All credit to her co-star Catherine Frot for managing not to be overshadowed by Deneuve. Frot, in fact, plays the title character, a 49-year-old midwife called Claire in charge of a maternity clinic in a small town just outside of Paris. She’s a reserved, aloof figure, whose well-ordered existence is given a shock when, after years of silence, Béatrice phones her out of the blue.
Claire arranges to meet Béatrice in Paris, and there’s an absorbing intrigue to these early scenes. Béatrice is warm and familiar with Claire but the younger woman is stand-offish, frosty to the point of hostility. Provost is in no rush to explain the reason for this strained atmosphere, preferring instead to stand back in admiration as his two actresses circle one another.
When the revelation comes, it does so in increments. Béatrice was the mistress of Claire’s father, a famous swimmer in the 1970s. Béatrice left him, and though she claims that he remained her greatest love, she never got back in contact. What she doesn’t know – and what Claire tells her in a furious hiss – is that this man committed suicide not long afterwards, devastated by Béatrice’s departure. And as if that’s not enough to take in, Béatrice has a disclosure: she has terminal cancer.
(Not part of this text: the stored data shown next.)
//! Feed projection: canonical posts to viewer-specific view records.
//!
//! Pure functions. Input order is preserved; ordering is the store's job.

use crate::domain::views::INLINE_COMMENT_COUNT;
use crate::domain::{Identity, Post, Role, ViewPost};

pub fn project(posts: &[Post], viewer: Option<&Identity>) -> Vec<ViewPost> {
    posts.iter().map(|post| project_post(post, viewer)).collect()
}

pub fn project_post(post: &Post, viewer: Option<&Identity>) -> ViewPost {
    let liked_by_viewer = viewer.map_or(false, |v| post.is_liked_by(&v.id));
    let applied_by_viewer = viewer.map_or(false, |v| post.has_applied(&v.id));
    let can_apply = viewer.map_or(false, |v| {
        v.role == Role::Seeker && post.accepts_applications() && !applied_by_viewer
    });

    let inline_from = post.comments.len().saturating_sub(INLINE_COMMENT_COUNT);

    ViewPost {
        id: post.id.clone(),
        user_id: post.user_id.clone(),
        username: post.username.clone(),
        user_type: post.user_type,
        image_url: post.image_url.clone(),
        caption: post.caption.clone(),
        created_at: post.created_at,
        like_count: post.likes.len(),
        comment_count: post.comments.len(),
        application_count: post.applications.len(),
        liked_by_viewer,
        applied_by_viewer,
        can_apply,
        is_own_post: viewer.map_or(false, |v| post.is_owned_by(&v.id)),
        applicable: post.applicable,
        recent_comments: post.comments[inline_from..].to_vec(),
        has_more_comments: post.comments.len() > INLINE_COMMENT_COUNT,
    }
}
Claire nurses decades of resentment towards Béatrice but the older woman, applying those reserves of assertiveness, charm and neediness that saw her claim so many ardent male admirers in years past, wins her over. Reluctant at first but moved by pity and a sense of clinical duty, Claire begins to care for Béatrice, eventually making room in her flat for her after a big operation.
The film is essentially a study in opposites. Béatrice is an impetuous sensualist, who eats what she wants, boozes heartily and refuses to take her medicine because she doesn’t like the taste: “I believe in the power of pleasure,” she explains defiantly. Claire, on the other hand, approaches the idea of a good time with a frown of suspicion. She avoids red meat and prefers tap water to a glass of good Bordeaux with her meals.
Béatrice is an impetuous sensualist, who eats what she wants, boozes heartily and refuses to take her medicine because she doesn’t like the taste.
The two women slowly change one another: Claire experiences a late blossoming under the unruly influence of the ailing Béatrice; Béatrice meanwhile begins to reconcile herself with the regrets of her past. But while The Midwife is predictable, soapy stuff, it’s mostly enjoyable, with plenty of nicely drawn digressions – Olivier Gourmet is particularly good support as a kindly truck driver whom Claire falls for.
Above all there’s a performance to cherish from Deneuve: a star turn that exudes outsized glamour when the situation requires but is also searingly honest and achingly poignant in the film’s quieter, more moving moments. The film is lucky to have her.